Genetic Counseling
Three factors are combining to complicate the ethics and the law of genetic counseling. The first is the tightening of restrictions on abortion. Great advances have been made in postconception genetic testing, but the objective of most of these determinations is to allow the patient to make an informed choice of an abortion. The second is the publicity surrounding the human genome project. Although this project only extends existing work on mapping and identifying the chromosomal basis for hereditary traits and diseases, it has gotten extensive publicity. This is partly because the federal research grant funding this project allocates several million dollars a year for legal and ethical research. This money has created an industry of conferences and articles on the potential societal problems of doing genetic research and has fueled both unreasonable fears and expectations. [Beckwith J. The human genome initiative: genetics’ lightning rod. Am J Law Med. 1991;17:1.]

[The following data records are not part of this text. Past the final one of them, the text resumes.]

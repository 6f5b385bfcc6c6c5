use crate::domain::UserEmail;
use crate::email::Email;
use async_trait::async_trait;

/// Stands in for SMTP when no credentials are configured: nothing leaves the process.
pub struct LogEmailClient;

#[async_trait]
impl Email for LogEmailClient {
    async fn send_email(
        &self,
        recipient: &UserEmail,
        subject: &str,
        _html_content: &str,
        text_content: &str,
    ) -> Result<(), anyhow::Error> {
        tracing::info!(
            recipient = %recipient,
            subject,
            body = text_content,
            "E-mail delivery is not configured, logging instead of sending"
        );
        Ok(())
    }
}
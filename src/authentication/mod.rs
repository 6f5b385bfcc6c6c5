mod password;
mod token;

pub use password::{compute_password_hash, validate_credentials, AuthError, Credentials};
pub use token::{AuthTokens, AUTH_COOKIE};
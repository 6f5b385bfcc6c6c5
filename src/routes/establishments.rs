use crate::domain::{
    generate_slug, Establishment, EstablishmentChanges, EstablishmentName, Feedback,
    FeedbackFilter, NewEstablishment, Rating, User, UserEmail,
};
use crate::guards::{AuthenticatedUser, SubscribedUser};
use crate::reports::weekly::RatingCounts;
use crate::routes::{deserialize_some, non_blank, ApiError};
use crate::store::Store;
use anyhow::{anyhow, Context};
use chrono::{Duration, Utc};
use rocket::serde::json::Json;
use rocket::State;
use std::sync::Arc;
use uuid::Uuid;

const MAX_SLUG_ATTEMPTS: usize = 10;
const MAX_FILTER_DAYS: i64 = 3650;

#[derive(serde::Serialize, serde::Deserialize, Debug)]
pub struct EstablishmentList {
    pub establishments: Vec<Establishment>,
}

#[derive(serde::Serialize, serde::Deserialize, Debug)]
pub struct EstablishmentResponse {
    pub establishment: Establishment,
}

#[derive(serde::Serialize, serde::Deserialize, Debug, PartialEq, Eq)]
pub struct FeedbackStats {
    pub total: usize,
    pub happiness: u32,
    pub issues: usize,
}

impl FeedbackStats {
    fn of(feedbacks: &[Feedback]) -> Self {
        let counts = RatingCounts::tally(feedbacks);
        Self {
            total: counts.total(),
            happiness: counts.happiness(),
            issues: counts.bad,
        }
    }
}

#[derive(serde::Serialize, serde::Deserialize, Debug)]
pub struct EstablishmentDetails {
    pub establishment: Establishment,
    pub feedbacks: Vec<Feedback>,
    pub stats: FeedbackStats,
}

#[derive(serde::Deserialize)]
#[serde(rename_all = "camelCase")]
pub struct CreateEstablishmentBody {
    name: Option<String>,
    alert_email: Option<String>,
}

#[derive(serde::Deserialize)]
#[serde(rename_all = "camelCase")]
pub struct UpdateEstablishmentBody {
    name: Option<String>,
    alert_email: Option<String>,
    #[serde(default, deserialize_with = "deserialize_some")]
    google_review_url: Option<Option<String>>,
    show_google_review_prompt: Option<bool>,
    weekly_reports_enabled: Option<bool>,
}

impl TryFrom<UpdateEstablishmentBody> for EstablishmentChanges {
    type Error = String;

    fn try_from(body: UpdateEstablishmentBody) -> Result<Self, Self::Error> {
        let name = non_blank(body.name)
            .map(EstablishmentName::parse)
            .transpose()?;
        let alert_email = non_blank(body.alert_email)
            .map(UserEmail::parse)
            .transpose()?;
        let google_review_url = body
            .google_review_url
            .map(|url| non_blank(url).map(parse_review_url).transpose())
            .transpose()?;
        Ok(EstablishmentChanges {
            name,
            alert_email,
            google_review_url,
            show_google_review_prompt: body.show_google_review_prompt,
            weekly_reports_enabled: body.weekly_reports_enabled,
        })
    }
}

fn parse_review_url(url: String) -> Result<String, String> {
    let url = url.trim();
    if url.starts_with("https://") || url.starts_with("http://") {
        Ok(url.to_string())
    } else {
        Err("URL de avaliação inválida".to_string())
    }
}

#[tracing::instrument(
    name = "Listing establishments",
    skip(user, store),
    fields(request_id = %Uuid::new_v4(), user_id = %user.user.id)
)]
#[get("/establishments")]
pub async fn list_establishments(
    user: AuthenticatedUser,
    store: &State<Arc<dyn Store>>,
) -> Result<Json<EstablishmentList>, ApiError> {
    let establishments = store
        .list_establishments_for_user(user.user.id)
        .await
        .context("Failed to list the user's establishments.")?;
    Ok(Json(EstablishmentList { establishments }))
}

#[tracing::instrument(
    name = "Creating an establishment",
    skip(user, body, store),
    fields(request_id = %Uuid::new_v4(), user_id = %user.user.id)
)]
#[post("/establishments", data = "<body>")]
pub async fn create_establishment(
    user: SubscribedUser,
    body: Json<CreateEstablishmentBody>,
    store: &State<Arc<dyn Store>>,
) -> Result<Json<EstablishmentResponse>, ApiError> {
    let body = body.into_inner();
    let name = EstablishmentName::parse(body.name.unwrap_or_default())
        .map_err(ApiError::Validation)?;
    let alert_email = match non_blank(body.alert_email) {
        Some(email) => UserEmail::parse(email).map_err(ApiError::Validation)?,
        None => UserEmail::parse(user.user.email.clone())
            .map_err(|e| anyhow!(e))
            .context("The stored user e-mail is invalid.")?,
    };

    let slug = unused_slug(store.inner().as_ref(), &name).await?;
    let establishment = store
        .insert_establishment(NewEstablishment {
            name,
            slug,
            alert_email,
            user_id: user.user.id,
        })
        .await
        .context("Failed to store the new establishment.")?;
    Ok(Json(EstablishmentResponse { establishment }))
}

#[tracing::instrument(
    name = "Loading establishment details",
    skip(user, store),
    fields(request_id = %Uuid::new_v4(), user_id = %user.user.id)
)]
#[get("/establishments/<id>?<days>&<rating>")]
pub async fn get_establishment(
    id: &str,
    days: Option<i64>,
    rating: Option<&str>,
    user: AuthenticatedUser,
    store: &State<Arc<dyn Store>>,
) -> Result<Json<EstablishmentDetails>, ApiError> {
    let establishment = owned_establishment(store.inner().as_ref(), id, &user.user).await?;

    let rating = rating
        .filter(|r| !r.is_empty())
        .map(str::parse::<Rating>)
        .transpose()
        .map_err(ApiError::Validation)?;
    let filter = FeedbackFilter {
        since: days
            .filter(|d| *d > 0)
            .map(|d| Utc::now() - Duration::days(d.min(MAX_FILTER_DAYS))),
        until: None,
        rating,
    };

    let feedbacks = store
        .list_feedbacks(establishment.id, filter)
        .await
        .context("Failed to list filtered feedbacks.")?;
    let all_feedbacks = store
        .list_feedbacks(establishment.id, FeedbackFilter::default())
        .await
        .context("Failed to list feedbacks for the stats.")?;

    Ok(Json(EstablishmentDetails {
        establishment,
        feedbacks,
        stats: FeedbackStats::of(&all_feedbacks),
    }))
}

#[tracing::instrument(
    name = "Updating establishment settings",
    skip(user, body, store),
    fields(request_id = %Uuid::new_v4(), user_id = %user.user.id)
)]
#[put("/establishments/<id>", data = "<body>")]
pub async fn update_establishment(
    id: &str,
    user: AuthenticatedUser,
    body: Json<UpdateEstablishmentBody>,
    store: &State<Arc<dyn Store>>,
) -> Result<Json<EstablishmentResponse>, ApiError> {
    let establishment = owned_establishment(store.inner().as_ref(), id, &user.user).await?;
    let changes: EstablishmentChanges = body
        .into_inner()
        .try_into()
        .map_err(ApiError::Validation)?;
    if changes.is_empty() {
        return Ok(Json(EstablishmentResponse { establishment }));
    }

    let establishment = store
        .update_establishment(establishment.id, changes)
        .await
        .context("Failed to update the establishment.")?
        .ok_or_else(not_found)?;
    Ok(Json(EstablishmentResponse { establishment }))
}

/// Loads an establishment and checks it belongs to `user`.
async fn owned_establishment(
    store: &dyn Store,
    id: &str,
    user: &User,
) -> Result<Establishment, ApiError> {
    let id = Uuid::parse_str(id).map_err(|_| not_found())?;
    let establishment = store
        .find_establishment_by_id(id)
        .await
        .context("Failed to load the establishment.")?
        .ok_or_else(not_found)?;
    if establishment.user_id != user.id {
        return Err(ApiError::Forbidden("Acesso negado".to_string()));
    }
    Ok(establishment)
}

fn not_found() -> ApiError {
    ApiError::NotFound("Estabelecimento não encontrado".to_string())
}

#[tracing::instrument(name = "Picking an unused slug", skip(store, name))]
async fn unused_slug(store: &dyn Store, name: &EstablishmentName) -> Result<String, anyhow::Error> {
    for _ in 0..MAX_SLUG_ATTEMPTS {
        let slug = generate_slug(name.as_ref(), &mut rand::thread_rng());
        if store
            .find_establishment_by_slug(&slug)
            .await
            .context("Failed to check whether a slug is taken.")?
            .is_none()
        {
            return Ok(slug);
        }
    }
    Err(anyhow!(
        "No unused slug found after {} attempts.",
        MAX_SLUG_ATTEMPTS
    ))
}
mod establishment;
mod establishment_name;
mod feedback;
mod new_password;
mod rating;
mod slug;
mod subscription_status;
mod user;
mod user_email;

pub use establishment::{Establishment, EstablishmentChanges, NewEstablishment};
pub use establishment_name::EstablishmentName;
pub use feedback::{Feedback, FeedbackFilter, NewFeedback};
pub use new_password::NewPassword;
pub use rating::Rating;
pub use slug::generate_slug;
pub use subscription_status::SubscriptionStatus;
pub use user::{NewUser, SubscriptionUpdate, User};
pub use user_email::UserEmail;
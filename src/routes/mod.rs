mod auth;
mod cron;
mod establishments;
mod feedback;
mod health_check;
mod public;
mod stripe;
mod test_email;

pub use auth::*;
pub use cron::*;
pub use establishments::*;
pub use feedback::*;
pub use health_check::*;
pub use public::*;
pub use stripe::*;
pub use test_email::*;

use crate::catchers::json_error;
use rocket::http::Status;
use rocket::response::Responder;
use rocket::Request;

/// Base URL the app is reachable at, used in links sent to owners.
pub struct ApplicationBaseUrl(pub String);

pub fn error_chain_fmt(
    e: &impl std::error::Error,
    f: &mut std::fmt::Formatter<'_>,
) -> std::fmt::Result {
    writeln!(f, "{}\n", e)?;
    let mut current = e.source();
    while let Some(cause) = current {
        writeln!(f, "Caused by:\n\t{}", cause)?;
        current = cause.source();
    }
    Ok(())
}

#[derive(thiserror::Error)]
pub enum ApiError {
    #[error("{0}")]
    Validation(String),
    #[error("{0}")]
    Unauthorized(String),
    #[error("{0}")]
    Forbidden(String),
    #[error("{0}")]
    NotFound(String),
    #[error(transparent)]
    UnexpectedError(#[from] anyhow::Error),
}

impl std::fmt::Debug for ApiError {
    fn fmt(&self, f: &mut std::fmt::Formatter<'_>) -> std::fmt::Result {
        error_chain_fmt(self, f)
    }
}

impl<'r> Responder<'r, 'static> for ApiError {
    fn respond_to(self, request: &'r Request<'_>) -> rocket::response::Result<'static> {
        tracing::warn!("ApiError: {:?}", self);
        let (status, message) = match self {
            ApiError::Validation(message) => (Status::BadRequest, message),
            ApiError::Unauthorized(message) => (Status::Unauthorized, message),
            ApiError::Forbidden(message) => (Status::Forbidden, message),
            ApiError::NotFound(message) => (Status::NotFound, message),
            ApiError::UnexpectedError(_) => (
                Status::InternalServerError,
                "Erro interno do servidor".to_string(),
            ),
        };
        json_error(status, message).respond_to(request)
    }
}

/// Lets a JSON body tell "absent" apart from an explicit `null`.
fn deserialize_some<'de, T, D>(deserializer: D) -> Result<Option<T>, D::Error>
where
    T: serde::Deserialize<'de>,
    D: serde::Deserializer<'de>,
{
    T::deserialize(deserializer).map(Some)
}

/// Treats blank strings like missing fields.
fn non_blank(value: Option<String>) -> Option<String> {
    value.filter(|v| !v.trim().is_empty())
}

The third factor is a backlash to the medicalization of pregnancy. A primary manifestation of this backlash is the willingness of women to sue their physicians if their baby is born with a defect. Many women interpret the marketing of obstetric services as a guarantee of a healthy baby, and physicians reinforce this message by implying that women who do not follow their recommendations have a greater chance of having a defective baby than women who do what their physicians recommend. This factor is complicated for genetic counseling because society is ambivalent about the proper goals of such counseling. In one author’s view, there are three overlapping and conflicting models for genetic counseling: “1) as an assembly line approach to the products of conception, separating out those products we wish to develop from those we wish to discontinue; 2) as a way to give women control over their pregnancies, respecting (increasing) their autonomy to choose the kinds of children they will bear; or 3) as a means of reassuring women that enhances their experience of pregnancy.” [Lippman A. Prenatal genetic testing and screening: Constructing needs and reinforcing inequities. Am J Law Med. 1991;17:15.]
Conflicts over genetic counseling and obstetric care span the political spectrum. Conservative religious groups object to abortion, whereas some radical feminist groups decry high-technology obstetric care as a conspiracy against women. The stakes are high. Few states provide high-quality community care to reduce the burden on families with mentally handicapped children. Financial necessity requires that both parents work outside the home in most families, complicating the care of disabled children. The chance of children with mental disabilities finding productive work and some level of independence becomes more problematic as American society shifts from a labor- based economy to an information-based economy, although this can help individuals with physical disabilities.
These factors combine to pressure women to strive for the perfect baby, while at the same time creating a sense of guilt for not treating pregnancy as a natural, nonmedical condition. This conflict can take the form of denial and the refusal of indicated testing or a hypersensitivity to risk and the aborting of fetuses with a fair probability of normal development. Physicians must be sensitive to both of these reactions, while carefully documenting the information provided and raising the issue at more than one encounter so that the woman has an opportunity to reconsider her decisions.